Law, as we all know, operates on fact of life. These facts give law its life, purpose and nourishment. Science and the Politics of Knowledge are undoubtedly relevant for discussions in all areas of law as they are in social sciences. How law interacts with science is more critical now than ever before. There are often-overlapping clusters of issues regarding: Technology, Medicine, Environment, Health, Intellectual Properties, Sustainable Development, Civil Liberties, Knowledge Systems, Economic Development, Philosophies and Methodologies.
The legal profession in Nigeria should begin to engage with scientists to tackle pressing regulatory and public policy issues. Discussions on science often lead to discussions on knowledge. Contemporary societies are indeed knowledge societies highlighting the interaction between science, knowledge and knowledge production which is fundamental to all societies regardless of their level of development.
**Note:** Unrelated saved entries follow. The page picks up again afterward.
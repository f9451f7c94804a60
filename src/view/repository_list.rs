//! Lines of a mounted repository list.
//!
//! Rendered inline beneath the expanded user, indented one level.

use crate::model::RepoSummary;
use crate::state::{RepositoryListState, RepositoryListView};
use crate::state::{LOADING_REPOSITORIES_TEXT, NO_REPOSITORIES_TEXT};
use crate::view::constants::REPOSITORY_INDENT;
use crate::view::styles::ResultStyles;
use ratatui::text::{Line, Span};

/// Lines for a repository list, in display order.
///
/// `selected` is the index of the repository under the cursor, if any.
/// Each repository takes two lines: name with stars, then description.
pub fn repository_lines(
    list: &RepositoryListState,
    selected: Option<usize>,
    styles: &ResultStyles,
) -> Vec<Line<'static>> {
    match list.view() {
        RepositoryListView::Loading => vec![status_line(LOADING_REPOSITORIES_TEXT, styles.muted)],
        RepositoryListView::Failure(message) => vec![status_line(message, styles.error)],
        RepositoryListView::Empty => vec![status_line(NO_REPOSITORIES_TEXT, styles.muted)],
        RepositoryListView::Rows(repos) => repos
            .iter()
            .enumerate()
            .flat_map(|(index, repo)| repository_row(repo, selected == Some(index), styles))
            .collect(),
    }
}

/// Number of lines a repository row occupies.
pub const LINES_PER_REPOSITORY: usize = 2;

fn status_line(text: &str, style: ratatui::style::Style) -> Line<'static> {
    Line::from(vec![
        Span::raw(REPOSITORY_INDENT),
        Span::styled(text.to_string(), style),
    ])
}

fn repository_row(repo: &RepoSummary, selected: bool, styles: &ResultStyles) -> [Line<'static>; 2] {
    let title = Line::from(vec![
        Span::raw(REPOSITORY_INDENT),
        Span::styled(repo.name.clone(), styles.repo_name),
        Span::raw("  "),
        Span::styled(format!("★ {}", repo.stargazers_count), styles.stars),
    ]);
    let description = Line::from(vec![
        Span::raw(REPOSITORY_INDENT),
        Span::raw("  "),
        Span::styled(
            repo.description_or_placeholder().to_string(),
            styles.description,
        ),
    ]);

    if selected {
        [
            title.patch_style(styles.selected),
            description.patch_style(styles.selected),
        ]
    } else {
        [title, description]
    }
}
Thus it is about time lawyers, scientists and social scientists examine the inevitable nexus between law and science across various fields of knowledge.
The articles in chapters 1 - 5 inquire into issues related to health and medicines in Nigeria and Africa generally. New techniques in the medical field are examined in relation to the advancement of technology and law. Traditional medicine in contrast to these new techniques is also investigated as a means of enriching healthcare and seeking a means for its protection. In chapters 6 - 7, the rights of children regarding customary practices in relation to marriage and health issues of children with disabilities is examined. Chapters 8 - 11 focus on African philosophies from the perspective of corporate governance, inheritance to the politics of knowledge and access to justice
through customary laws.
Chapter 12 is on the most controversial area of technology, that is, artificial intelligence, while chapters 13, 14 and 15 takes us into the international arena, looking at refugee settlement in Africa; constraints on control of oil multinational corporations in Nigeria and Iran and a critique of the agreement on Trade Related aspects of Intellectual Property Rights (TRIPs) as it relates to traditional medicine. Chapter 16 is on companies and regulatory procedures in Nigeria. Chapter 17 tackles issues involved in secured credit transactions in Nigeria while chapter 18 explores environmental practices and enforcement procedures regarding bush burning in Nigeria.